Today's stage at the Giro was so tedious that it was almost 50% as boring as the ToC's most interesting stage.


----------



## stevesbike (Jun 3, 2002)

if you don't like the ToC then don't watch it.


----------



## robbyracer (May 30, 2007)

I'm still stoked there is a top level race in my home state. I was really stoked when it stopped in my home town of San Luis Obispo. Hopefully that happens again. I think it was '05 where they actually finished and started again here. It was cool to get to walk around the start area. I chatted with a couple riders and team guys, wished them luck for the day and then watched them roll on to Solvang. =)
I <3 the ToC and hope it continues for many years.


----------



## grrrah (Jul 22, 2005)

albert owen said:


> Today's stage at the Giro was so tedious that it was almost 50% as boring as the ToC's most interesting stage.

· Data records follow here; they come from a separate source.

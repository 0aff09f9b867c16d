//! Ready-set selection and dispatch ordering.

use std::collections::BTreeSet;

use crate::core::types::{Task, TaskStatus};

/// A task is ready when it is `todo` and every dependency is `done`.
pub fn is_ready(task: &Task, done_ids: &BTreeSet<String>) -> bool {
    task.status == TaskStatus::Todo && task.dependencies.iter().all(|dep| done_ids.contains(dep))
}

/// Dependencies of `task` that are not yet `done`, in id order.
pub fn pending_dependencies(task: &Task, done_ids: &BTreeSet<String>) -> Vec<String> {
    task.dependencies
        .iter()
        .filter(|dep| !done_ids.contains(*dep))
        .cloned()
        .collect()
}

/// Sort into dispatch order: priority ascending, then FIFO by creation.
pub fn sort_for_dispatch(tasks: &mut [Task]) {
    tasks.sort_by(|a, b| {
        a.priority
            .cmp(&b.priority)
            .then(a.created_at.cmp(&b.created_at))
            .then(a.seq.cmp(&b.seq))
            .then_with(|| a.id.cmp(&b.id))
    });
}

/// Filter `candidates` down to ready tasks, in dispatch order.
pub fn select_ready(candidates: Vec<Task>, done_ids: &BTreeSet<String>) -> Vec<Task> {
    let mut ready: Vec<Task> = candidates
        .into_iter()
        .filter(|task| is_ready(task, done_ids))
        .collect();
    sort_for_dispatch(&mut ready);
    ready
}
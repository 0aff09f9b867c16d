//! Append-only JSONL mirror of store mutations.
//!
//! One line per mutation: `{seq, timestamp, entity_type, entity_id,
//! change_type, data}`. `seq` increases monotonically and resumes after the
//! last line when the file is reopened. External tools can tail the file or
//! replay it into a fresh store.

use std::collections::BTreeMap;
use std::fs::{self, File, OpenOptions};
use std::io::{BufRead, BufReader, Write};
use std::path::{Path, PathBuf};
use std::sync::Mutex;

use anyhow::{Context, Result, anyhow};
use chrono::{DateTime, Utc};
use serde::{Deserialize, Serialize};
use serde_json::Value;
use tracing::{debug, instrument};

use crate::core::types::{Spec, Task};
use crate::io::config::write_atomic;

#[derive(Debug, Clone, Copy, PartialEq, Eq, PartialOrd, Ord, Serialize, Deserialize)]
#[serde(rename_all = "lowercase")]
pub enum EntityType {
    Spec,
    Task,
}

#[derive(Debug, Clone, Copy, PartialEq, Eq, Serialize, Deserialize)]
#[serde(rename_all = "lowercase")]
pub enum ChangeType {
    Create,
    Update,
}

#[derive(Debug, Clone, PartialEq, Serialize, Deserialize)]
pub struct ChangeRecord {
    pub seq: u64,
    pub timestamp: DateTime<Utc>,
    pub entity_type: EntityType,
    pub entity_id: String,
    pub change_type: ChangeType,
    /// Full entity snapshot after the change.
    pub data: Value,
}

#[derive(Debug)]
struct LogState {
    file: File,
    next_seq: u64,
}

/// Writer for the change log file.
#[derive(Debug)]
pub struct ChangeLog {
    path: PathBuf,
    state: Mutex<LogState>,
}

impl ChangeLog {
    /// Open (or create) the log, resuming the sequence after its last record.
    #[instrument(skip_all, fields(path = %path.display()))]
    pub fn open(path: &Path) -> Result<Self> {
        if let Some(parent) = path.parent() {
            fs::create_dir_all(parent)
                .with_context(|| format!("create directory {}", parent.display()))?;
        }
        let last_seq = read_records(path)?.last().map(|r| r.seq).unwrap_or(0);
        let file = open_append(path)?;
        debug!(last_seq, "opened change log");
        Ok(Self {
            path: path.to_path_buf(),
            state: Mutex::new(LogState {
                file,
                next_seq: last_seq + 1,
            }),
        })
    }

    pub fn path(&self) -> &Path {
        &self.path
    }

    /// Append one mutation and flush it. Returns the assigned sequence number.
    pub fn record(
        &self,
        entity_type: EntityType,
        entity_id: &str,
        change_type: ChangeType,
        data: Value,
    ) -> Result<u64> {
        let mut state = self.lock()?;
        let record = ChangeRecord {
            seq: state.next_seq,
            timestamp: Utc::now(),
            entity_type,
            entity_id: entity_id.to_string(),
            change_type,
            data,
        };
        let mut line = serde_json::to_string(&record).context("serialize change record")?;
        line.push('\n');
        state
            .file
            .write_all(line.as_bytes())
            .and_then(|()| state.file.flush())
            .with_context(|| format!("append {}", self.path.display()))?;
        state.next_seq += 1;
        Ok(record.seq)
    }

    pub fn read_all(&self) -> Result<Vec<ChangeRecord>> {
        let _state = self.lock()?;
        read_records(&self.path)
    }

    /// Records with `seq` strictly greater than `after`.
    pub fn changes_since(&self, after: u64) -> Result<Vec<ChangeRecord>> {
        Ok(self
            .read_all()?
            .into_iter()
            .filter(|r| r.seq > after)
            .collect())
    }

    /// Rewrite the file as one `create` record per entity. Returns the record count.
    ///
    /// Exported records continue the sequence, so a reader holding an older
    /// `seq` still sees everything written after it through [`Self::changes_since`].
    #[instrument(skip_all, fields(path = %self.path.display()))]
    pub fn export(&self, specs: &[Spec], tasks: &[Task]) -> Result<usize> {
        let mut state = self.lock()?;
        let now = Utc::now();
        let mut buf = String::new();
        let mut seq = state.next_seq;
        for spec in specs {
            push_line(&mut buf, seq, now, EntityType::Spec, &spec.id, spec)?;
            seq += 1;
        }
        for task in tasks {
            push_line(&mut buf, seq, now, EntityType::Task, &task.id, task)?;
            seq += 1;
        }
        write_atomic(&self.path, &buf)?;
        state.file = open_append(&self.path)?;
        let count = seq - state.next_seq;
        state.next_seq = seq;
        debug!(records = count, next_seq = seq, "exported change log");
        Ok(count as usize)
    }

    fn lock(&self) -> Result<std::sync::MutexGuard<'_, LogState>> {
        self.state
            .lock()
            .map_err(|_| anyhow!("change log lock poisoned"))
    }
}

fn push_line(
    buf: &mut String,
    seq: u64,
    timestamp: DateTime<Utc>,
    entity_type: EntityType,
    entity_id: &str,
    entity: &impl Serialize,
) -> Result<()> {
    let record = ChangeRecord {
        seq,
        timestamp,
        entity_type,
        entity_id: entity_id.to_string(),
        change_type: ChangeType::Create,
        data: serde_json::to_value(entity).context("serialize entity")?,
    };
    buf.push_str(&serde_json::to_string(&record).context("serialize change record")?);
    buf.push('\n');
    Ok(())
}

fn open_append(path: &Path) -> Result<File> {
    OpenOptions::new()
        .create(true)
        .append(true)
        .open(path)
        .with_context(|| format!("open {}", path.display()))
}

/// Parse every record in `path`; a missing file has no records.
pub fn read_records(path: &Path) -> Result<Vec<ChangeRecord>> {
    if !path.exists() {
        return Ok(Vec::new());
    }
    let file = File::open(path).with_context(|| format!("open {}", path.display()))?;
    let mut records = Vec::new();
    for (idx, line) in BufReader::new(file).lines().enumerate() {
        let line = line.with_context(|| format!("read {}", path.display()))?;
        if line.trim().is_empty() {
            continue;
        }
        let record: ChangeRecord = serde_json::from_str(&line)
            .with_context(|| format!("parse {} line {}", path.display(), idx + 1))?;
        records.push(record);
    }
    Ok(records)
}

/// Final state of every entity in `records`; the last write wins.
#[derive(Debug, Default)]
pub struct Replay {
    pub specs: Vec<Spec>,
    pub tasks: Vec<Task>,
}

pub fn replay(records: &[ChangeRecord]) -> Result<Replay> {
    let mut latest: BTreeMap<(EntityType, &str), &ChangeRecord> = BTreeMap::new();
    for record in records {
        latest.insert((record.entity_type, record.entity_id.as_str()), record);
    }
    let mut out = Replay::default();
    for ((entity_type, id), record) in latest {
        match entity_type {
            EntityType::Spec => out.specs.push(
                serde_json::from_value(record.data.clone())
                    .with_context(|| format!("decode spec {id} (seq {})", record.seq))?,
            ),
            EntityType::Task => out.tasks.push(
                serde_json::from_value(record.data.clone())
                    .with_context(|| format!("decode task {id} (seq {})", record.seq))?,
            ),
        }
    }
    // Rows keep their original insertion order when re-imported.
    out.tasks.sort_by_key(|t| t.seq);
    Ok(out)
}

please leave a spoiler warning, or keep it to the day's Giro stage thread. I'm still waiting to get home and watch it later. Let me experience the tediousness on my own.


----------



## izzyfly (Jul 10, 2009)

I like the ToC, believe me, I do. Last year, and years prior, it was really epic to see something prior to the grand tours, but with grand tour riders participating. I do think that moving the ToC to May right smack in the middle of the Giro is like doing a simulcast of the TV show Glee with the finale to Dancing with the Stars As mentioned earlier, the difference is so glaring - the intensity, the attacks, the routes, the drama, not to mention the coverage, the Giro is just head and shoulders above ToC especially when you could literally compare them side by side. Should've left the ToC schedule before the Giro, people would appreciate it more, and it would be a natural build-up to the Giro, and (in both races) we'll see a wider diversification of riders, which would have both ToC types, and Giro types. Now they're splitting the pro pool into the ToC riders and the Giro riders, and we're comparing a still young race (ToC) to an establishment (Giro) - I think too much of a "good" thing (Giro and ToC in the same race schedule) is not good. p.s. If the weather was a concern/motivation to moving the ToC to May, that's prolly water under the bridge (no pun intended), as we're probably having as much rain in May as we had in March:cryin:


----------



## Kaleo (Jun 15, 2008)

stevesbike said:


> if you don't like the ToC then don't watch it.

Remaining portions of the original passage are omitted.